Vercel AI SDK path (TypeScript)
- Patterns p1–p7 orchestrate & compose Live · in the room
- RAG r1–r2 ground it in your data Live · in the room
- Full-Stack the agent behind a UI Live · in the room
- MCP tools from a server Self-serve · take-home
- Resilience errors as data Self-serve · take-home
- Output Guardrails redact on the way out Self-serve · take-home
Build a trip-planner agent, TripMate, with the Vercel AI SDK in a 90-minute block.

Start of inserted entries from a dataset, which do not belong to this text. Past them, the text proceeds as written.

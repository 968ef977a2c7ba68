//! The catalog service boundary
//!
//! Everything the pipeline needs from the managed catalog/crawler service,
//! as one async trait. The orchestration layer takes the service as an
//! explicit capability parameter, so the transform logic stays testable
//! against the in-process `LocalCatalog` implementation.

use super::types::{CrawlerHandle, CrawlerSpec, CrawlerStatus, TableSchema};
use crate::error::Result;
use async_trait::async_trait;
use serde_json::Value;

/// Managed catalog and crawler operations
#[async_trait]
pub trait CatalogService: Send + Sync {
    /// Size of the object at `location`, or `None` when it does not exist
    async fn head_object(&self, location: &str) -> Result<Option<u64>>;

    /// Create the database if missing; an existing database is success
    async fn ensure_database(&self, name: &str) -> Result<()>;

    /// Create or update a crawler definition in place
    async fn put_crawler(&self, spec: CrawlerSpec) -> Result<CrawlerHandle>;

    /// Start a crawl run
    async fn start_crawler(&self, handle: &CrawlerHandle) -> Result<()>;

    /// Current crawler state and last-crawl summary
    async fn crawler_state(&self, handle: &CrawlerHandle) -> Result<CrawlerStatus>;

    /// Tables registered in a database
    async fn list_tables(&self, database: &str) -> Result<Vec<TableSchema>>;

    /// Read the raw records behind a registered table
    async fn read_records(&self, database: &str, table: &str) -> Result<Vec<Value>>;
}
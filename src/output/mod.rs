//! Columnar output
//!
//! # Overview
//!
//! This module provides:
//! - Arrow conversion from declared dataset schemas
//! - Parquet encoding with configurable compression
//! - Local and S3 destinations with Hive-style platform partitioning

mod schema;
mod sink;
mod writer;

pub use schema::{arrow_schema, dataset_to_arrow, rows_to_arrow};
pub use sink::{dataset_dir, partition_dir, OutputSink};
pub use writer::{encode_batch, ParquetWriterConfig};
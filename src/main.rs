//! wisata-etl CLI
//!
//! Command-line entry point for the tourism ETL pipeline

use clap::Parser;
use wisata_etl::cli::{Cli, Runner};

#[tokio::main]
async fn main() {
    let cli = Cli::parse();

    // Initialize logging
    let default_level = if cli.verbose {
        tracing::Level::DEBUG
    } else {
        tracing::Level::INFO
    };
    tracing_subscriber::fmt()
        .with_env_filter(
            tracing_subscriber::EnvFilter::from_default_env()
                .add_directive(default_level.into()),
        )
        .init();

    let runner = Runner::new(cli);
    if let Err(e) = runner.run().await {
        eprintln!("Error: {e}");
        std::process::exit(1);
    }
}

It runs locally on Ollama, so you need no API key to start. If you have a Google Gemini key, swap to that instead.
You need no prior AI SDK experience. The challenges build on each other, so each one adds a single idea to the one before it.
First five minutes
Section titled “First five minutes”cd vercel-ai-sdknpm installollama pull granite4.1:3b(the default local model; skip if you’ll use Gemini)npm run verify: don’t go further until you see every check passnpm run f1: your first agent call
What you’re building
Section titled “What you’re building”By the end you have built that agent, streamed it, given it tools from a server you did not write, put it behind a web UI, and made it survive a tool failure.
How it runs
Section titled “How it runs”You pick a provider by editing one line in shared/model.ts:
Ollama is the default and needs no API key.
For Gemini, set GOOGLE_GENERATIVE_AI_API_KEY in your environment and swap the line.

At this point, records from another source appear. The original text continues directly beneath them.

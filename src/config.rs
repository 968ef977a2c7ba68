//! Pipeline configuration
//!
//! A single YAML document configures both phases: the storage bucket and
//! per-source raw paths, the catalog database and crawler settings, and the
//! output destination for transformed datasets.

use crate::error::{Error, Result};
use crate::types::SourceId;
use serde::{Deserialize, Serialize};
use std::collections::BTreeMap;
use std::path::Path;

/// Complete pipeline configuration loaded from YAML
#[derive(Debug, Clone, Serialize, Deserialize)]
pub struct PipelineConfig {
    /// Storage bucket (or local root) holding the raw zone
    pub bucket: String,

    /// Catalog database name
    pub database: String,

    /// Crawler settings
    #[serde(default)]
    pub crawler: CrawlerConfig,

    /// Raw file location per source, relative to the bucket root
    pub source_paths: BTreeMap<SourceId, String>,

    /// Output settings for transformed datasets
    #[serde(default)]
    pub output: OutputConfig,
}

/// Crawler settings
#[derive(Debug, Clone, Serialize, Deserialize)]
pub struct CrawlerConfig {
    /// Crawler name
    #[serde(default = "default_crawler_name")]
    pub name: String,

    /// Prefix prepended to discovered table names
    #[serde(default = "default_table_prefix")]
    pub table_prefix: String,

    /// Seconds between crawler state polls
    #[serde(default = "default_poll_interval")]
    pub poll_interval_seconds: u64,
}

impl Default for CrawlerConfig {
    fn default() -> Self {
        Self {
            name: default_crawler_name(),
            table_prefix: default_table_prefix(),
            poll_interval_seconds: default_poll_interval(),
        }
    }
}

fn default_crawler_name() -> String {
    "tourism-crawler".to_string()
}

fn default_table_prefix() -> String {
    "tourism_".to_string()
}

fn default_poll_interval() -> u64 {
    30
}

/// Output settings
#[derive(Debug, Clone, Serialize, Deserialize)]
pub struct OutputConfig {
    /// Destination root: a local directory or an `s3://bucket/prefix` URL
    #[serde(default = "default_destination")]
    pub destination: String,

    /// Stage directory under the destination root
    #[serde(default = "default_stage")]
    pub stage: String,
}

impl Default for OutputConfig {
    fn default() -> Self {
        Self {
            destination: default_destination(),
            stage: default_stage(),
        }
    }
}

fn default_destination() -> String {
    "./output".to_string()
}

fn default_stage() -> String {
    "processed".to_string()
}

impl PipelineConfig {
    /// Load configuration from a YAML file
    pub fn from_file(path: impl AsRef<Path>) -> Result<Self> {
        let path = path.as_ref();
        let content = std::fs::read_to_string(path).map_err(|_| Error::FileNotFound {
            path: path.display().to_string(),
        })?;
        Self::from_str(&content)
    }

    /// Parse configuration from a YAML string
    #[allow(clippy::should_implement_trait)]
    pub fn from_str(content: &str) -> Result<Self> {
        let config: PipelineConfig = serde_yaml::from_str(content)?;
        config.validate()?;
        Ok(config)
    }

    /// Validate the configuration
    pub fn validate(&self) -> Result<()> {
        if self.bucket.is_empty() {
            return Err(Error::missing_field("bucket"));
        }
        if self.database.is_empty() {
            return Err(Error::missing_field("database"));
        }
        for source in SourceId::ALL {
            match self.source_paths.get(&source) {
                None => {
                    return Err(Error::missing_field(format!("source_paths.{source}")));
                }
                Some(path) if path.is_empty() => {
                    return Err(Error::config(format!("empty path for source '{source}'")));
                }
                Some(_) => {}
            }
        }
        if self.crawler.poll_interval_seconds == 0 {
            return Err(Error::config("crawler.poll_interval_seconds must be > 0"));
        }
        Ok(())
    }

    /// Raw path for one source, relative to the bucket root
    ///
    /// Only valid after [`validate`](Self::validate); missing entries are a
    /// config error, not a runtime surprise.
    pub fn source_path(&self, source: SourceId) -> Result<&str> {
        self.source_paths
            .get(&source)
            .map(String::as_str)
            .ok_or_else(|| Error::missing_field(format!("source_paths.{source}")))
    }
}

#[cfg(test)]
mod tests {
    use super::*;
    use pretty_assertions::assert_eq;

    const MINIMAL: &str = r#"
bucket: rdv-apify-storage
database: yogyakarta_tourism_db
source_paths:
  booking_hotels: "raw-json/booking-full-hotel.json"
  booking_reviews: "raw-json/booking-full-review.json"
  tripadvisor_hotels: "raw-json/tripadvisor-full-hotel.json"
  tripadvisor_reviews: "raw-json/tripadvisor-full-review.json"
  geospatial_attractions: "raw-json/geospatial-attractions.json"
"#;

    #[test]
    fn test_parse_minimal_config() {
        let config = PipelineConfig::from_str(MINIMAL).unwrap();
        assert_eq!(config.bucket, "rdv-apify-storage");
        assert_eq!(config.database, "yogyakarta_tourism_db");
        assert_eq!(config.crawler.name, "tourism-crawler");
        assert_eq!(config.crawler.poll_interval_seconds, 30);
        assert_eq!(config.output.stage, "processed");
    }

    #[test]
    fn test_source_path_lookup() {
        let config = PipelineConfig::from_str(MINIMAL).unwrap();
        assert_eq!(
            config.source_path(SourceId::BookingHotels).unwrap(),
            "raw-json/booking-full-hotel.json"
        );
    }

    #[test]
    fn test_missing_source_is_rejected() {
        let yaml = r#"
bucket: b
database: d
source_paths:
  booking_hotels: "raw-json/a.json"
"#;
        let err = PipelineConfig::from_str(yaml).unwrap_err();
        assert!(err.to_string().contains("source_paths.booking_reviews"));
    }

    #[test]
    fn test_zero_poll_interval_is_rejected() {
        let yaml = format!("{MINIMAL}\ncrawler:\n  poll_interval_seconds: 0\n");
        assert!(PipelineConfig::from_str(&yaml).is_err());
    }

    #[test]
    fn test_crawler_overrides() {
        let yaml = format!(
            "{MINIMAL}\ncrawler:\n  name: yogya-crawler\n  table_prefix: yogya_tourism_\n"
        );
        let config = PipelineConfig::from_str(&yaml).unwrap();
        assert_eq!(config.crawler.name, "yogya-crawler");
        assert_eq!(config.crawler.table_prefix, "yogya_tourism_");
        // Unset fields keep defaults
        assert_eq!(config.crawler.poll_interval_seconds, 30);
    }
}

Already have a key for another provider (OpenAI, Anthropic, Mistral, …)? Install its
AI SDK package (e.g. npm install @ai-sdk/openai) and assign model the same way; the
providers list has them all.
One edit moves every challenge onto your provider.
Every challenge from f2 on is traced. The best way to read a run is autotel-devtools, a local browser trace viewer. Start it in one terminal, then run challenges in another:
Open http://127.0.0.1:4445 and you get the run as a tree of spans you can click into: the model, the prompt and response, the timings, and the token usage.

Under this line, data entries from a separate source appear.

//! Tests for the catalog module

use super::*;
use crate::config::PipelineConfig;
use crate::types::SourceId;
use object_store::memory::InMemory;
use object_store::path::Path as ObjectPath;
use object_store::ObjectStore;
use serde_json::json;
use std::sync::Arc;

fn test_config() -> PipelineConfig {
    PipelineConfig::from_str(
        r#"
bucket: test-bucket
database: tourism_db
crawler:
  name: test-crawler
  table_prefix: tourism_
  poll_interval_seconds: 1
source_paths:
  booking_hotels: "raw-json/booking-full-hotel.json"
  booking_reviews: "raw-json/booking-full-review.json"
  tripadvisor_hotels: "raw-json/tripadvisor-full-hotel.json"
  tripadvisor_reviews: "raw-json/tripadvisor-full-review.json"
  geospatial_attractions: "raw-json/geospatial-attractions.json"
"#,
    )
    .unwrap()
}

async fn put_json(store: &Arc<InMemory>, path: &str, value: serde_json::Value) {
    store
        .put(
            &ObjectPath::from(path),
            bytes::Bytes::from(serde_json::to_vec(&value).unwrap()).into(),
        )
        .await
        .unwrap();
}

async fn seeded_catalog() -> (Arc<InMemory>, LocalCatalog) {
    let store = Arc::new(InMemory::new());
    put_json(
        &store,
        "raw-json/booking-full-hotel.json",
        json!([
            {"hotelId": 1, "name": "Tentrem", "rating": {"double": 8.9}},
            {"hotelId": 2, "name": "Melia", "rating": {"double": 8.1}}
        ]),
    )
    .await;
    put_json(
        &store,
        "raw-json/geospatial-attractions.json",
        json!([{"placeId": "x", "title": "Taman Sari", "totalScore": 4.6}]),
    )
    .await;
    let catalog = LocalCatalog::new(store.clone() as Arc<dyn ObjectStore>);
    (store, catalog)
}

fn crawler_spec() -> CrawlerSpec {
    CrawlerSpec {
        name: "test-crawler".to_string(),
        database: "tourism_db".to_string(),
        table_prefix: "tourism_".to_string(),
        targets: vec![StorageTarget::new("raw-json")],
    }
}

async fn wait_for_terminal(catalog: &LocalCatalog, handle: &CrawlerHandle) -> CrawlerState {
    loop {
        let status = catalog.crawler_state(handle).await.unwrap();
        if status.state.is_terminal() {
            return status.state;
        }
        tokio::time::sleep(std::time::Duration::from_millis(10)).await;
    }
}

// ============================================================================
// LocalCatalog
// ============================================================================

#[tokio::test]
async fn test_head_object() {
    let (_, catalog) = seeded_catalog().await;
    let size = catalog
        .head_object("raw-json/booking-full-hotel.json")
        .await
        .unwrap();
    assert!(size.is_some_and(|s| s > 0));

    let missing = catalog.head_object("raw-json/nope.json").await.unwrap();
    assert!(missing.is_none());
}

#[tokio::test]
async fn test_ensure_database_is_idempotent() {
    let (_, catalog) = seeded_catalog().await;
    catalog.ensure_database("tourism_db").await.unwrap();
    // Second call is success, not an error
    catalog.ensure_database("tourism_db").await.unwrap();
}

#[tokio::test]
async fn test_put_crawler_updates_in_place() {
    let (_, catalog) = seeded_catalog().await;
    let handle = catalog.put_crawler(crawler_spec()).await.unwrap();
    assert_eq!(handle.name, "test-crawler");

    let mut updated = crawler_spec();
    updated.table_prefix = "yogya_".to_string();
    let handle2 = catalog.put_crawler(updated).await.unwrap();
    assert_eq!(handle, handle2);
}

#[tokio::test]
async fn test_crawl_registers_tables() {
    let (_, catalog) = seeded_catalog().await;
    catalog.ensure_database("tourism_db").await.unwrap();
    let handle = catalog.put_crawler(crawler_spec()).await.unwrap();
    catalog.start_crawler(&handle).await.unwrap();

    assert_eq!(wait_for_terminal(&catalog, &handle).await, CrawlerState::Ready);

    let tables = catalog.list_tables("tourism_db").await.unwrap();
    assert_eq!(tables.len(), 2);

    let names: Vec<&str> = tables.iter().map(|t| t.name.as_str()).collect();
    assert_eq!(
        names,
        vec![
            "tourism_booking_full_hotel",
            "tourism_geospatial_attractions"
        ]
    );

    let hotel_table = &tables[0];
    assert_eq!(hotel_table.row_count, Some(2));
    assert!(hotel_table.file_size.is_some());
    let rating = hotel_table
        .columns
        .iter()
        .find(|c| c.name == "rating")
        .unwrap();
    assert_eq!(rating.col_type, "struct<double:double>");

    let status = catalog.crawler_state(&handle).await.unwrap();
    let last = status.last_crawl.unwrap();
    assert_eq!(last.tables_created, 2);
    assert_eq!(last.tables_updated, 0);
}

#[tokio::test]
async fn test_recrawl_updates_existing_tables() {
    let (_, catalog) = seeded_catalog().await;
    let handle = catalog.put_crawler(crawler_spec()).await.unwrap();

    catalog.start_crawler(&handle).await.unwrap();
    wait_for_terminal(&catalog, &handle).await;
    catalog.start_crawler(&handle).await.unwrap();
    wait_for_terminal(&catalog, &handle).await;

    let last = catalog
        .crawler_state(&handle)
        .await
        .unwrap()
        .last_crawl
        .unwrap();
    assert_eq!(last.tables_created, 0);
    assert_eq!(last.tables_updated, 2);
}

#[tokio::test]
async fn test_crawl_skips_excluded_and_unparseable_objects() {
    let store = Arc::new(InMemory::new());
    put_json(&store, "raw-json/good.json", json!([{"a": 1}])).await;
    store
        .put(
            &ObjectPath::from("raw-json/scratch.tmp"),
            bytes::Bytes::from_static(b"ignore me").into(),
        )
        .await
        .unwrap();
    store
        .put(
            &ObjectPath::from("raw-json/broken.json"),
            bytes::Bytes::from_static(b"{not json").into(),
        )
        .await
        .unwrap();

    let catalog = LocalCatalog::new(store as Arc<dyn ObjectStore>);
    let handle = catalog.put_crawler(crawler_spec()).await.unwrap();
    catalog.start_crawler(&handle).await.unwrap();
    wait_for_terminal(&catalog, &handle).await;

    let tables = catalog.list_tables("tourism_db").await.unwrap();
    assert_eq!(tables.len(), 1);
    assert_eq!(tables[0].name, "tourism_good");
}

#[tokio::test]
async fn test_read_records_roundtrip() {
    let (_, catalog) = seeded_catalog().await;
    let handle = catalog.put_crawler(crawler_spec()).await.unwrap();
    catalog.start_crawler(&handle).await.unwrap();
    wait_for_terminal(&catalog, &handle).await;

    let records = catalog
        .read_records("tourism_db", "tourism_booking_full_hotel")
        .await
        .unwrap();
    assert_eq!(records.len(), 2);
    assert_eq!(records[0]["name"], json!("Tentrem"));

    let err = catalog
        .read_records("tourism_db", "missing_table")
        .await
        .unwrap_err();
    assert!(err.to_string().contains("missing_table"));
}

#[tokio::test]
async fn test_jsonl_sources_are_supported() {
    let store = Arc::new(InMemory::new());
    store
        .put(
            &ObjectPath::from("raw-json/lines.json"),
            bytes::Bytes::from_static(b"{\"a\": 1}\n\n{\"a\": 2}\n").into(),
        )
        .await
        .unwrap();

    let catalog = LocalCatalog::new(store as Arc<dyn ObjectStore>);
    let handle = catalog.put_crawler(crawler_spec()).await.unwrap();
    catalog.start_crawler(&handle).await.unwrap();
    wait_for_terminal(&catalog, &handle).await;

    let records = catalog
        .read_records("tourism_db", "tourism_lines")
        .await
        .unwrap();
    assert_eq!(records.len(), 2);
}

#[tokio::test]
async fn test_starting_undefined_crawler_fails() {
    let (_, catalog) = seeded_catalog().await;
    let handle = CrawlerHandle {
        name: "ghost".to_string(),
    };
    assert!(catalog.start_crawler(&handle).await.is_err());
    assert!(catalog.crawler_state(&handle).await.is_err());
}

// ============================================================================
// CrawlerController
// ============================================================================

#[tokio::test]
async fn test_verify_sources_reports_missing_files() {
    let (_, catalog) = seeded_catalog().await;
    let controller = CrawlerController::new(Arc::new(catalog), test_config());

    let checks = controller.verify_sources().await.unwrap();
    assert_eq!(checks.len(), 5);
    assert!(checks[&SourceId::BookingHotels].found);
    assert!(checks[&SourceId::BookingHotels].size.is_some());
    assert!(!checks[&SourceId::BookingReviews].found);
}

#[tokio::test]
async fn test_define_crawler_dedupes_targets() {
    let (_, catalog) = seeded_catalog().await;
    let catalog = Arc::new(catalog);
    let controller = CrawlerController::new(catalog.clone(), test_config());

    let handle = controller.define_crawler().await.unwrap();
    assert_eq!(handle.name, "test-crawler");
    // All five sources live in raw-json/, so one target; re-defining is fine
    controller.define_crawler().await.unwrap();
}

#[tokio::test]
async fn test_run_crawler_blocks_until_ready() {
    let (_, catalog) = seeded_catalog().await;
    let controller = CrawlerController::new(Arc::new(catalog), test_config());

    let handle = controller.define_crawler().await.unwrap();
    let state = controller.run_crawler(&handle).await.unwrap();
    assert_eq!(state, CrawlerState::Ready);

    let tables = controller.discovered_tables().await.unwrap();
    assert_eq!(tables.len(), 2);
}

#[tokio::test]
async fn test_setup_writes_report_artifact() {
    let (_, catalog) = seeded_catalog().await;
    let controller = CrawlerController::new(Arc::new(catalog), test_config());
    let dir = tempfile::tempdir().unwrap();

    let report = controller.setup(dir.path()).await.unwrap();
    assert_eq!(report.database_name, "tourism_db");
    assert_eq!(report.total_tables, 2);
    assert!(!report.discovery_timestamp.is_empty());

    // Exactly one timestamped report file, parseable back into the shape
    let files: Vec<_> = std::fs::read_dir(dir.path()).unwrap().collect();
    assert_eq!(files.len(), 1);
    let content = std::fs::read_to_string(files[0].as_ref().unwrap().path()).unwrap();
    let parsed: CatalogReport = serde_json::from_str(&content).unwrap();
    assert_eq!(parsed.total_tables, 2);
    assert_eq!(parsed.tables.len(), 2);
    assert!(parsed.tables.iter().all(|t| !t.columns.is_empty()));
}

The same spans also print to your console as a tree, so a run is readable even with no
viewer open. This is autotel (debug: "pretty" for the console, devtools: true for
the browser), wired in through instrument.ts. The Python path does the same through
logfire, so a run looks the same whichever language you are in.
Running the challenges
Section titled “Running the challenges”Start with npm run f1, which runs the first challenge once and prints the
result.
For an interactive runner, run npm run dev to get a menu, pick a challenge, and
it watches that file and re-runs on every save. If you already know which one you want,
npm run dev -- p1 skips the menu and watches p1 directly.
Challenges
Section titled “Challenges”A common Foundations trunk, then the tracks you choose between. Everyone does Foundations, then picks one track for the room session (Patterns, RAG, or Full-Stack). The others are take-home. Jump straight to a track if you already know the basics.
The workshop ends with a 20-minute discussion
(see DISCUSSION.md): wherever you got to, the closing questions are
the same — was working with the model what you expected, what surprised you, what did
you learn. You can stop after Foundations and still contribute fully.
The arc follows Anthropic’s “Building effective agents”: first the augmented LLM, then workflows + agents (the Patterns track), retrieval (the RAG track), or a real app (the Full-Stack track).
Foundations (f1–f7): the augmented LLM
| # | Challenge | Goal | Command |
| - | --------- | ---- | ------- |
| f1 | Hello + the two inputs | Call an agent; shape it with instructions vs prompt; stream the reply | npm run f1 |
| f2 | See the loop + tokens | Read the message loop, count tokens, read the console trace | npm run f2 |
| f3 | Structured output | Typed TripPitch via Output.object, no parsing | npm run f3 |
| f4 | Tools | A tool fills a gap the model cannot; the loop needs steps to use it | npm run f4 |
| f5 | Guardrails | A cheap check runs first and refuses off-topic or unsafe requests | npm run f5 |
| f6 | Descriptions (authoring lab) | A description routes the model to the right tool | npm run f6 |
| f7 | Testing | Prove the gate’s branches with a fake agent you inject, no real model call | npm run f7 |
Don’t just complete Foundations: experiment. Rerun each challenge with different instructions and watch what changes. How short can a prompt get before the agent loses the plot? Find where you have to spell things out, and where the model works it out on its own.
Then your choice of track. (The Discussion closes the workshop at the end.)
Patterns track (p1–p7): you orchestrate, then the model does
| # | Challenge | Goal | Command |
| - | --------- | ---- | ------- |
| p1 | Prompt chaining | Draft, check with a code gate, then fix only what failed | npm run p1 |
| p2 | Routing | Classify the input, then branch in code to a specialist | npm run p2 |
| p3 | Parallelization | Fan out independent reviewers at once, then aggregate | npm run p3 |
| p4 | Evaluator-optimizer | Score and improve in a loop until a bar or a cap | npm run p4 |
| p5 | Agentic | One agent sequences three tools itself, no if/else | npm run p5 |
| p6 | Delegation | An orchestrator agent whose tools are other agents | npm run p6 |
| p7 | Conversation | A multi-turn chat loop that streams and remembers | npm run p7 |
RAG track (r1–r2): ground the model in your own data
Needs a local embedding model: ollama pull embeddinggemma (separate from the chat model,
and needed even if you chat on Gemini).
| # | Challenge | Goal | Command |
| - | --------- | ---- | ------- |
| r1 | Retrieval | Embed your docs, rank by similarity, hand the top matches to the model as a tool | npm run r1 |
| r2 | Chunking | Split long documents into passages so a specific question matches a specific paragraph | npm run r2 |
Full-stack track: the agent behind a web UI (assumes some frontend comfort)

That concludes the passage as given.